**EXERCISE BRIEF**. Go through the listing below and gather every line with the word "snow".

**RECORDS FOR THE EXERCISE**.

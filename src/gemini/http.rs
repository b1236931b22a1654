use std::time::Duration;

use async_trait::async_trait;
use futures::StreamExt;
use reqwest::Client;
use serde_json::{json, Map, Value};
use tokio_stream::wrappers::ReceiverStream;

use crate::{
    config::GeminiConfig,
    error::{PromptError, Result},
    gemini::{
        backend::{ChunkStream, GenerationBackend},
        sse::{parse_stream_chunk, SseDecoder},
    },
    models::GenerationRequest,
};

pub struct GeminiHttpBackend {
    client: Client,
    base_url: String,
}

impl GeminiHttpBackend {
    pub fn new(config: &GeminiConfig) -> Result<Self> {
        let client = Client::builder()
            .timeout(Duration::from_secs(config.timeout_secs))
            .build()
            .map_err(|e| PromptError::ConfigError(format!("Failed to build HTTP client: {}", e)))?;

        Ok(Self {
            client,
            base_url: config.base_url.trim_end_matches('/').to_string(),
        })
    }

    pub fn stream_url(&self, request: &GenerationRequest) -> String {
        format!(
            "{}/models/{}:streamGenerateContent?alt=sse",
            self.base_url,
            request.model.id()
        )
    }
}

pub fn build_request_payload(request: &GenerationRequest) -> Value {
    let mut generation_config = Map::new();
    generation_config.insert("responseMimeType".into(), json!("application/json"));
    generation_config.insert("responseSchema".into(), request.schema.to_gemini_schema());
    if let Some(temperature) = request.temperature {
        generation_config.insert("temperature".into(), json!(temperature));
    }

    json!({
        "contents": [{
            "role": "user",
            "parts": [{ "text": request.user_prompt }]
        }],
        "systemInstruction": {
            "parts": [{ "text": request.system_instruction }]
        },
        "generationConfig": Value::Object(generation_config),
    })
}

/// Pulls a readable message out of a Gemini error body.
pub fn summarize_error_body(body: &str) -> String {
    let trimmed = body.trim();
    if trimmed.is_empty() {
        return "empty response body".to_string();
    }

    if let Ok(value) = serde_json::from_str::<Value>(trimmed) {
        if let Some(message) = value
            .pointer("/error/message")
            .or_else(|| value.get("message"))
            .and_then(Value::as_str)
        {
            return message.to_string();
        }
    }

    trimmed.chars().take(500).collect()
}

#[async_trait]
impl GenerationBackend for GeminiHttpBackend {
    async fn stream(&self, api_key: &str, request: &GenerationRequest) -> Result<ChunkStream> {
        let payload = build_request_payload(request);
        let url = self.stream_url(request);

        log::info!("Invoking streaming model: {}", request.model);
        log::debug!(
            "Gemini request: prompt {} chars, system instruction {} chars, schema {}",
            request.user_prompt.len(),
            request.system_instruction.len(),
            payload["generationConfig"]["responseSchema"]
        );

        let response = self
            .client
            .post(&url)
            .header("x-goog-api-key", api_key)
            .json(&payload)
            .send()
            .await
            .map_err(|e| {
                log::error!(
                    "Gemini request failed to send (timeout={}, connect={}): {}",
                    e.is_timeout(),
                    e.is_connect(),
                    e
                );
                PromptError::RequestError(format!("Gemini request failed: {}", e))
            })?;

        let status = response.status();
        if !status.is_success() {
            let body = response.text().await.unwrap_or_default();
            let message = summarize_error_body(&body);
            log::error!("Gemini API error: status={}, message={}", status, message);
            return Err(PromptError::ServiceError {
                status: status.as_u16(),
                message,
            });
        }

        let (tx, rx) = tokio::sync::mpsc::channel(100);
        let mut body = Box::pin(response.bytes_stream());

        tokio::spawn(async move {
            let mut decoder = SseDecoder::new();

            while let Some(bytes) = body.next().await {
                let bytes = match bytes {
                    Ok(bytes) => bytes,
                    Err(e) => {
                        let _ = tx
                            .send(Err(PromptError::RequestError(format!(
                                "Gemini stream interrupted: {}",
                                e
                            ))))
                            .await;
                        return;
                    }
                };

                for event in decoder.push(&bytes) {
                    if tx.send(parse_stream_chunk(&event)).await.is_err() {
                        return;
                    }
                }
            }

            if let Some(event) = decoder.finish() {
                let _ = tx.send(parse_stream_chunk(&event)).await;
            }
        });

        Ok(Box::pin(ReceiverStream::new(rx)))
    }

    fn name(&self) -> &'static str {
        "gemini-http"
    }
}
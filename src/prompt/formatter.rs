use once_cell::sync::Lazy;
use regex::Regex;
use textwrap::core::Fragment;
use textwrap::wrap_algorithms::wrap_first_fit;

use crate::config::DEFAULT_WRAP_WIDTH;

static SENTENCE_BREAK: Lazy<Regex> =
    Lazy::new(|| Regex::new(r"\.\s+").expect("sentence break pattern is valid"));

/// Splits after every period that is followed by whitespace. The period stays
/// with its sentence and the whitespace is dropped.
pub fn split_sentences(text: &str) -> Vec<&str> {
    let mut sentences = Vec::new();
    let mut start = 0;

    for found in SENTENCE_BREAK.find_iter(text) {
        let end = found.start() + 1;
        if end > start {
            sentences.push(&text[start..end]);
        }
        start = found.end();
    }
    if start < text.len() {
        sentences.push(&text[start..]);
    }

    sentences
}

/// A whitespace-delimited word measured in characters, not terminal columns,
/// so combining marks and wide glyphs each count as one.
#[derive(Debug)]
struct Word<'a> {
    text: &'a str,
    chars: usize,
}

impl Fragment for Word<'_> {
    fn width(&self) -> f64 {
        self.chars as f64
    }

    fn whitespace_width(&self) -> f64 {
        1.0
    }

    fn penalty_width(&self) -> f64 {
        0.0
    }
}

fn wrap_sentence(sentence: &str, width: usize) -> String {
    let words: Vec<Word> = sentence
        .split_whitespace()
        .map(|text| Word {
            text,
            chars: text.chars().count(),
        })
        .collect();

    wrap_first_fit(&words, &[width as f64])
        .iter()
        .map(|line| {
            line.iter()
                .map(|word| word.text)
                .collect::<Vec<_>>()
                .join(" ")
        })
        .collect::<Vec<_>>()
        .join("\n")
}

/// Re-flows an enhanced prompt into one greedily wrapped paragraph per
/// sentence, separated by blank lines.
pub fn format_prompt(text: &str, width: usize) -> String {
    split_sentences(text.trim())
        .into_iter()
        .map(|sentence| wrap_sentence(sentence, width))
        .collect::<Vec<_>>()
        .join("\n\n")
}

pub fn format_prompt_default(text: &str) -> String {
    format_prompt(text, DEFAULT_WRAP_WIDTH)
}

--

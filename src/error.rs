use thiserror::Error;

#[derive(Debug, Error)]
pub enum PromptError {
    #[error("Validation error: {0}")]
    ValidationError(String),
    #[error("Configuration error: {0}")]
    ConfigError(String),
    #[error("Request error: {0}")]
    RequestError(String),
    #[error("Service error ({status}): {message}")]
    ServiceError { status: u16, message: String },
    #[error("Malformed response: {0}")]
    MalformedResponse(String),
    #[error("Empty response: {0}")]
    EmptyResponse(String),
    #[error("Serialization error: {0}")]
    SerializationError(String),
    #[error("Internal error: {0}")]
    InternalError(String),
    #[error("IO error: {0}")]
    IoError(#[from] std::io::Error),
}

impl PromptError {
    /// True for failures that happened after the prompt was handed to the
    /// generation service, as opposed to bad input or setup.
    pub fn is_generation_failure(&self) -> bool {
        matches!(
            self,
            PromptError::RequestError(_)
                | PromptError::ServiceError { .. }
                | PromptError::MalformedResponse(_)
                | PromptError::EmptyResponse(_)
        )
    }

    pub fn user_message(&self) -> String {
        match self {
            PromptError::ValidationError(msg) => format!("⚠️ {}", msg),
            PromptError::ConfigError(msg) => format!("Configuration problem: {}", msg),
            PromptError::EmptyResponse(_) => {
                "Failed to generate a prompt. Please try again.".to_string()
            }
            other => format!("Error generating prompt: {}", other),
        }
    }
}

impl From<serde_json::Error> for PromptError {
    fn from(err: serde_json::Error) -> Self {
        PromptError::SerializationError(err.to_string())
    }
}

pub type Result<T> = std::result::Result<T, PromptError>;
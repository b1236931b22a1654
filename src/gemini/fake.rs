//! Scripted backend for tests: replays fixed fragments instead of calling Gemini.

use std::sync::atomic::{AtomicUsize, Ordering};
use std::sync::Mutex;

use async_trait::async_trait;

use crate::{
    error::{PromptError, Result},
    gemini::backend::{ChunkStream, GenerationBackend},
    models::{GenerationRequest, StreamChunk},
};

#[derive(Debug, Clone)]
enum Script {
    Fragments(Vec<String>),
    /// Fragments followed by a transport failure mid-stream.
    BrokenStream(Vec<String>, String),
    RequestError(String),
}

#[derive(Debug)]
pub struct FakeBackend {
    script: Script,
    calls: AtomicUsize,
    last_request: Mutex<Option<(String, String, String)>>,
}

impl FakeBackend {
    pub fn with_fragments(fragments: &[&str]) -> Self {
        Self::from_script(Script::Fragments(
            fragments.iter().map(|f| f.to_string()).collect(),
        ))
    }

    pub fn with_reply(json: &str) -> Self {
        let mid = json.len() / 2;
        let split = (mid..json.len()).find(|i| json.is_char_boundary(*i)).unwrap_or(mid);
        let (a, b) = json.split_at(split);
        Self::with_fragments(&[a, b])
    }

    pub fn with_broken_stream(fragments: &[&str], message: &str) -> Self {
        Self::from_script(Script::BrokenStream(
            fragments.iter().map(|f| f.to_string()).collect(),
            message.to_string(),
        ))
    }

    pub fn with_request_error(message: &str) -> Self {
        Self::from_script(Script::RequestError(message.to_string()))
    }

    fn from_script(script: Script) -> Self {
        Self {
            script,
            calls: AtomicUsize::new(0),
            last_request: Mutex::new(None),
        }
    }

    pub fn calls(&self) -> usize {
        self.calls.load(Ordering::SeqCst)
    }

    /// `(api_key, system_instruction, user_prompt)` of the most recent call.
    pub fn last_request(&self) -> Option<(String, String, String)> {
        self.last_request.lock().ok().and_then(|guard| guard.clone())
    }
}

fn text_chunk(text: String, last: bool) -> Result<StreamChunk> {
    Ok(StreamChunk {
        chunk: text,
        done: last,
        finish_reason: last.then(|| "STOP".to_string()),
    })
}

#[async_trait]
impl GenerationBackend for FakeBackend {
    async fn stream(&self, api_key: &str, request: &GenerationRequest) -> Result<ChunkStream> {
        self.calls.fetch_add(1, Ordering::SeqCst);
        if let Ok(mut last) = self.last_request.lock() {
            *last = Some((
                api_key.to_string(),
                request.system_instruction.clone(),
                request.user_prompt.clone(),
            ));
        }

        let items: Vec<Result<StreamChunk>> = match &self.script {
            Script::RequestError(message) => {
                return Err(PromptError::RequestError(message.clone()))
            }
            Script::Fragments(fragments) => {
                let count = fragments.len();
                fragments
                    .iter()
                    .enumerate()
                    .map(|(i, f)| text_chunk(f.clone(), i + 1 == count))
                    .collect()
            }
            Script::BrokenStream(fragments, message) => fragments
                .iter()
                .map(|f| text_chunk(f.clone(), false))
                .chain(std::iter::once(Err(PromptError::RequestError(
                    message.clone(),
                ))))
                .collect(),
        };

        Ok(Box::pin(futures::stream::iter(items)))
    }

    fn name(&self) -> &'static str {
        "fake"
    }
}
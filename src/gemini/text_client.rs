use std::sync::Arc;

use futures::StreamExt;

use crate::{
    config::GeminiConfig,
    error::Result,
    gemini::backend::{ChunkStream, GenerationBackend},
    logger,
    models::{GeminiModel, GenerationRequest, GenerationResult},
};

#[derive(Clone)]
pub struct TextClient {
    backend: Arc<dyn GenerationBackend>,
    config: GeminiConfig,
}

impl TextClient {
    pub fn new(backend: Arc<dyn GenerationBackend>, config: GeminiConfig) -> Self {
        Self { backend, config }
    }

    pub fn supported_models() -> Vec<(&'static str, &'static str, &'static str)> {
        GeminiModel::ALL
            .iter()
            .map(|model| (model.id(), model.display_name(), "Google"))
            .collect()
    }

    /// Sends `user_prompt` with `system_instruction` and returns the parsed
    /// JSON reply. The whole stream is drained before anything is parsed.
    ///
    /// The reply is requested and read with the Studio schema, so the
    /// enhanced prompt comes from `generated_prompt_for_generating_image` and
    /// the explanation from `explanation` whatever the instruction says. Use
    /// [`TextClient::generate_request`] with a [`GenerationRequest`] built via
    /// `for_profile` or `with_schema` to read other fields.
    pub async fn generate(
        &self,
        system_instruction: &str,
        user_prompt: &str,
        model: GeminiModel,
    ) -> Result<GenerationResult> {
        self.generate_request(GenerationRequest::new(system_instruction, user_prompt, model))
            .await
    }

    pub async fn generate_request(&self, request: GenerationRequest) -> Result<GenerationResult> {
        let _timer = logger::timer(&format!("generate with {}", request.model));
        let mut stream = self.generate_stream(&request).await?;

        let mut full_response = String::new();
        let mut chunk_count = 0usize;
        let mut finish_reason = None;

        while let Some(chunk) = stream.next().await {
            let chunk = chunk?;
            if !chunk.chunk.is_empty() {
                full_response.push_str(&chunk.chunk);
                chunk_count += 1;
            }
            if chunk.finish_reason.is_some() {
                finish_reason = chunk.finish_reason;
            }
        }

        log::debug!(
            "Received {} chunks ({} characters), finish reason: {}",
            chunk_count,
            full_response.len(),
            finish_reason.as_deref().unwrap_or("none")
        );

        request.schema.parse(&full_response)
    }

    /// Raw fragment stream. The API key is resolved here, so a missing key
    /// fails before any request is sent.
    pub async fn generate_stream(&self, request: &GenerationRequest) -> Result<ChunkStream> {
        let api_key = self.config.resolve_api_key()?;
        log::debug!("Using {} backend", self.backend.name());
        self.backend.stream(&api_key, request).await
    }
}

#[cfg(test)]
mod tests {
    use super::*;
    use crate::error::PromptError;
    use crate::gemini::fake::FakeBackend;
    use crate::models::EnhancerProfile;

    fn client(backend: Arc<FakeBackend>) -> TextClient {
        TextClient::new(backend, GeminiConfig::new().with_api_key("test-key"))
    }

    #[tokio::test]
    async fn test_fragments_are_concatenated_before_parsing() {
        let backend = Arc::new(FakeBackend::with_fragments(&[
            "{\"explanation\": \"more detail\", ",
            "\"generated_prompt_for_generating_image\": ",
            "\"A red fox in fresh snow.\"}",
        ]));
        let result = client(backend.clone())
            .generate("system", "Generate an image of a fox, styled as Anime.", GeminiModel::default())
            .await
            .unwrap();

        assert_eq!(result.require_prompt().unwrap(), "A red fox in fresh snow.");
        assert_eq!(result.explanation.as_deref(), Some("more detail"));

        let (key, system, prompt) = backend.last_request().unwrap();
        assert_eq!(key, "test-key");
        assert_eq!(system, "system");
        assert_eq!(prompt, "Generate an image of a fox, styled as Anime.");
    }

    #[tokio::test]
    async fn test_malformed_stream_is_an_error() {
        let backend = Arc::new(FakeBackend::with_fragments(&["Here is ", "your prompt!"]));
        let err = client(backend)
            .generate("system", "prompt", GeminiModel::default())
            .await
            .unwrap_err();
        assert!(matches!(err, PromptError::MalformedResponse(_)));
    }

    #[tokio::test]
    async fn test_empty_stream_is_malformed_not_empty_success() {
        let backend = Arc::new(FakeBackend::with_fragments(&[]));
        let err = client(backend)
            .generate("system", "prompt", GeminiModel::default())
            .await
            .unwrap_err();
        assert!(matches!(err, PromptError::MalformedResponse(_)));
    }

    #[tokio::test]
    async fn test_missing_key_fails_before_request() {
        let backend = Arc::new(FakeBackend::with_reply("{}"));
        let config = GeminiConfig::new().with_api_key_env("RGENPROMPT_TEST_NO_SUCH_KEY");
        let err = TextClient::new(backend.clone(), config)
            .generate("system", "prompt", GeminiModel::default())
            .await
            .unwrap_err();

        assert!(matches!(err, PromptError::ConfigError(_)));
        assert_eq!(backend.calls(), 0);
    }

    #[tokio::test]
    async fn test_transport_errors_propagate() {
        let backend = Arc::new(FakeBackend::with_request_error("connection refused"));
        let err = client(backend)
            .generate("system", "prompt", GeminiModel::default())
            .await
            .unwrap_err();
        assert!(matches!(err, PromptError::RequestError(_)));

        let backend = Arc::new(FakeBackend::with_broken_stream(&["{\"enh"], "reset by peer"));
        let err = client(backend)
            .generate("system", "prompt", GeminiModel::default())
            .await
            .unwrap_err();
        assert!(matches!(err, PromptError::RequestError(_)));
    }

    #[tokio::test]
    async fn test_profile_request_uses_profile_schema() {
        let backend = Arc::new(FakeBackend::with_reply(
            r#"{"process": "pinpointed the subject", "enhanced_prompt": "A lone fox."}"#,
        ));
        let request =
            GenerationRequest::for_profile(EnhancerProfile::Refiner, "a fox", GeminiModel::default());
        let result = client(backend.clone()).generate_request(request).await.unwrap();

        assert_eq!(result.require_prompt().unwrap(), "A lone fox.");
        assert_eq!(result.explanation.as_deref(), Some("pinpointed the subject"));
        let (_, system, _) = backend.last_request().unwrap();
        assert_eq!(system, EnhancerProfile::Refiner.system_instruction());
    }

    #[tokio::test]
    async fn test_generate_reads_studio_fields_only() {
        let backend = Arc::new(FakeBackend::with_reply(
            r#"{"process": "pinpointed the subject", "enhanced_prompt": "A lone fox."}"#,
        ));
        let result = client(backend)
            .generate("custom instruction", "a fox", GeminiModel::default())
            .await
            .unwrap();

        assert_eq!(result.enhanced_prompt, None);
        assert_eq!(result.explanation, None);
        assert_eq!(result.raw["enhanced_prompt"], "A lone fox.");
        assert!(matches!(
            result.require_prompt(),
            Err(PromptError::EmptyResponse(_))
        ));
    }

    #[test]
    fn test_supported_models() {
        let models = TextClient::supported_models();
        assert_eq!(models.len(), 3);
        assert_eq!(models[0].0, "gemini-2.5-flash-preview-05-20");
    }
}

==

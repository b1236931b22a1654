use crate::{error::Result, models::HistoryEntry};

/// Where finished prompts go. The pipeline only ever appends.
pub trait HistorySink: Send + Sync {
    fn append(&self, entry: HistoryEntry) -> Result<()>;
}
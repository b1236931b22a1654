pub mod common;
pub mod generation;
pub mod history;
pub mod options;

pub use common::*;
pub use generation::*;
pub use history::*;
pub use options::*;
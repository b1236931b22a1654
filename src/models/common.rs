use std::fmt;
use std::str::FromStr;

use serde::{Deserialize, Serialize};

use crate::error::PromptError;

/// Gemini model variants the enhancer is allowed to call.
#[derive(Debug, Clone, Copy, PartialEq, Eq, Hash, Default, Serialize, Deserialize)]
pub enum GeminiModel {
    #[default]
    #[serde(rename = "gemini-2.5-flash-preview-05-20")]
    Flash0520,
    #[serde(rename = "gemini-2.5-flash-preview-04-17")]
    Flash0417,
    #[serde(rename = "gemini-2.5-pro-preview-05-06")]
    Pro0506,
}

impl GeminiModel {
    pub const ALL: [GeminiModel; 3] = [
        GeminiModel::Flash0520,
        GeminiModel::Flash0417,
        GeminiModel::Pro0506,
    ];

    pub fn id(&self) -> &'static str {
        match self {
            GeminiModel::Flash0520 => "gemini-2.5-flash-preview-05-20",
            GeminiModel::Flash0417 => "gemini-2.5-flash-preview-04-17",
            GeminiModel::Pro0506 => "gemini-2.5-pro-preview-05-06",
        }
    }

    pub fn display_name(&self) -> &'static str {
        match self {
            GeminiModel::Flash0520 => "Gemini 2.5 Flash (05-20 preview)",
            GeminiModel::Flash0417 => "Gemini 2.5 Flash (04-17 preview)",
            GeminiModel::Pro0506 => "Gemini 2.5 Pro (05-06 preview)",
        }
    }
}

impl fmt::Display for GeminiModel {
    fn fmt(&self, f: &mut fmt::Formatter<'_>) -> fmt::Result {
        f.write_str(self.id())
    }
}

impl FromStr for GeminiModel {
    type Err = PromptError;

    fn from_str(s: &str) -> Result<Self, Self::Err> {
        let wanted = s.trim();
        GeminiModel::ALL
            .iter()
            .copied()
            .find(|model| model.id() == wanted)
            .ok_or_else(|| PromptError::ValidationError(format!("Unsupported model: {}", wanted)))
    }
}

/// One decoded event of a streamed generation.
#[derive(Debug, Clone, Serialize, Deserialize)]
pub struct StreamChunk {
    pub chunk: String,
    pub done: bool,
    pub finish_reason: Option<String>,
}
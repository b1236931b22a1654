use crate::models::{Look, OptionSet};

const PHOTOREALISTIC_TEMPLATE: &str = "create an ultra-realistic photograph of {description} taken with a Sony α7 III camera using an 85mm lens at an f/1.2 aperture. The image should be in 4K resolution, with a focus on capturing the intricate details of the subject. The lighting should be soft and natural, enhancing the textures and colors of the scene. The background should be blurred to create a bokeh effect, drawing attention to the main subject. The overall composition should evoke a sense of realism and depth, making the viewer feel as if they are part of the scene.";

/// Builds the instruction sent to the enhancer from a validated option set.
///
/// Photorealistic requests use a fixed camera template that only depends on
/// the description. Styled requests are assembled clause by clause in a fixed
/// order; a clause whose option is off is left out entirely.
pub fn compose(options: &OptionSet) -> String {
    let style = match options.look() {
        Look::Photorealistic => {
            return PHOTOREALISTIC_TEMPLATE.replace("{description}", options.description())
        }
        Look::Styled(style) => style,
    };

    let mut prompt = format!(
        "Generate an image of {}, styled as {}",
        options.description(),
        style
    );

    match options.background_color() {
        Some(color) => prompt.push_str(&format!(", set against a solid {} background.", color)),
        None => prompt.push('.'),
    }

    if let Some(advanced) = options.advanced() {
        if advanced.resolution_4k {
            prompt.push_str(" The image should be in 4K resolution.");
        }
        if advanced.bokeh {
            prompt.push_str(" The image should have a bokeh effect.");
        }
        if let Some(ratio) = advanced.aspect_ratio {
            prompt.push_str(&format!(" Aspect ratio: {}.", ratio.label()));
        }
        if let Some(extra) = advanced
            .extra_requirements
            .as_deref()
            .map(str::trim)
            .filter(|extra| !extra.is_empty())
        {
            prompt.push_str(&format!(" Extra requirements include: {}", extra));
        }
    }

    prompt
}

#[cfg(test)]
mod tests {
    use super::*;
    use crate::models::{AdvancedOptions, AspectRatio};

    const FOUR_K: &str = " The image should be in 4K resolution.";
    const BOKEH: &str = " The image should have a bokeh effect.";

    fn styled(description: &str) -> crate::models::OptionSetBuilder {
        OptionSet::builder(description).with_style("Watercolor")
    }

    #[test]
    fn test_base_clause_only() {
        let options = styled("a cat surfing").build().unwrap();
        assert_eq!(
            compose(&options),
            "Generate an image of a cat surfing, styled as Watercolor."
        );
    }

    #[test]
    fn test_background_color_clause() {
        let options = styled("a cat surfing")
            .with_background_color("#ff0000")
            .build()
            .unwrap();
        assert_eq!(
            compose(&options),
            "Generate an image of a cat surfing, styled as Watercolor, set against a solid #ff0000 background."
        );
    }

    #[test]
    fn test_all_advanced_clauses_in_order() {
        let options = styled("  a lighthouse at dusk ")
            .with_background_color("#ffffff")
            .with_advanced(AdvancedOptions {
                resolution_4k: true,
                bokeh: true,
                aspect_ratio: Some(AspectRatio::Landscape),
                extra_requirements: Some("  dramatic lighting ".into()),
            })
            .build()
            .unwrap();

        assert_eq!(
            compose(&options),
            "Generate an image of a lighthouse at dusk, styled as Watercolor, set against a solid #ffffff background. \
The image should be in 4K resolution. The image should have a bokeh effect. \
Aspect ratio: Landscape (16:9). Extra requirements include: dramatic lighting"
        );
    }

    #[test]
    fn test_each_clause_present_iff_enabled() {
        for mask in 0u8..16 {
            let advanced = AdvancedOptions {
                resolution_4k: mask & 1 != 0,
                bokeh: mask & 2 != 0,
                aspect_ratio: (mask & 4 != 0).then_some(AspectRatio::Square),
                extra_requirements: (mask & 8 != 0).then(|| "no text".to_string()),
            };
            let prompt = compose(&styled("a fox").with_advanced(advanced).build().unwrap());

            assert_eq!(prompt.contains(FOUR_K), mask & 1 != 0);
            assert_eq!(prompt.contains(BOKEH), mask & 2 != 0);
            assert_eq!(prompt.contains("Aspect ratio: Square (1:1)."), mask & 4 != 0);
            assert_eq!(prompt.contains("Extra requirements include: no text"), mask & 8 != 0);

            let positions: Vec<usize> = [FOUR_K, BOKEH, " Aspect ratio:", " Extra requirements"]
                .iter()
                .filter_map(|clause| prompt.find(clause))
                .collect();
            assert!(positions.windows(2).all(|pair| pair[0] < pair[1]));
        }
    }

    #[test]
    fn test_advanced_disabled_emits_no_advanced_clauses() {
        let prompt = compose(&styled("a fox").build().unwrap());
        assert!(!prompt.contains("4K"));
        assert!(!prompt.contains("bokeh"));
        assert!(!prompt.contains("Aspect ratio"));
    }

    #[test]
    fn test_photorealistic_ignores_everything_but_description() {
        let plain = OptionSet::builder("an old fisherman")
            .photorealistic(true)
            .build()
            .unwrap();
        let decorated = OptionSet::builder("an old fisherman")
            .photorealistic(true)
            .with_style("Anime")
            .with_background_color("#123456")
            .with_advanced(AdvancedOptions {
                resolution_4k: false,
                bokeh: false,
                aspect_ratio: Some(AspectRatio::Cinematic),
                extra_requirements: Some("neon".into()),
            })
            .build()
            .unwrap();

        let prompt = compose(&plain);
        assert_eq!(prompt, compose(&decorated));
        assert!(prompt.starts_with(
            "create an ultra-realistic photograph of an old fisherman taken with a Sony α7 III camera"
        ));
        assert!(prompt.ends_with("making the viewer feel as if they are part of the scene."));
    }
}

**OUTPUT FOR THIS EXERCISE**.
            "\"A red fox in fresh snow.\"}",
        assert_eq!(result.require_prompt().unwrap(), "A red fox in fresh snow.");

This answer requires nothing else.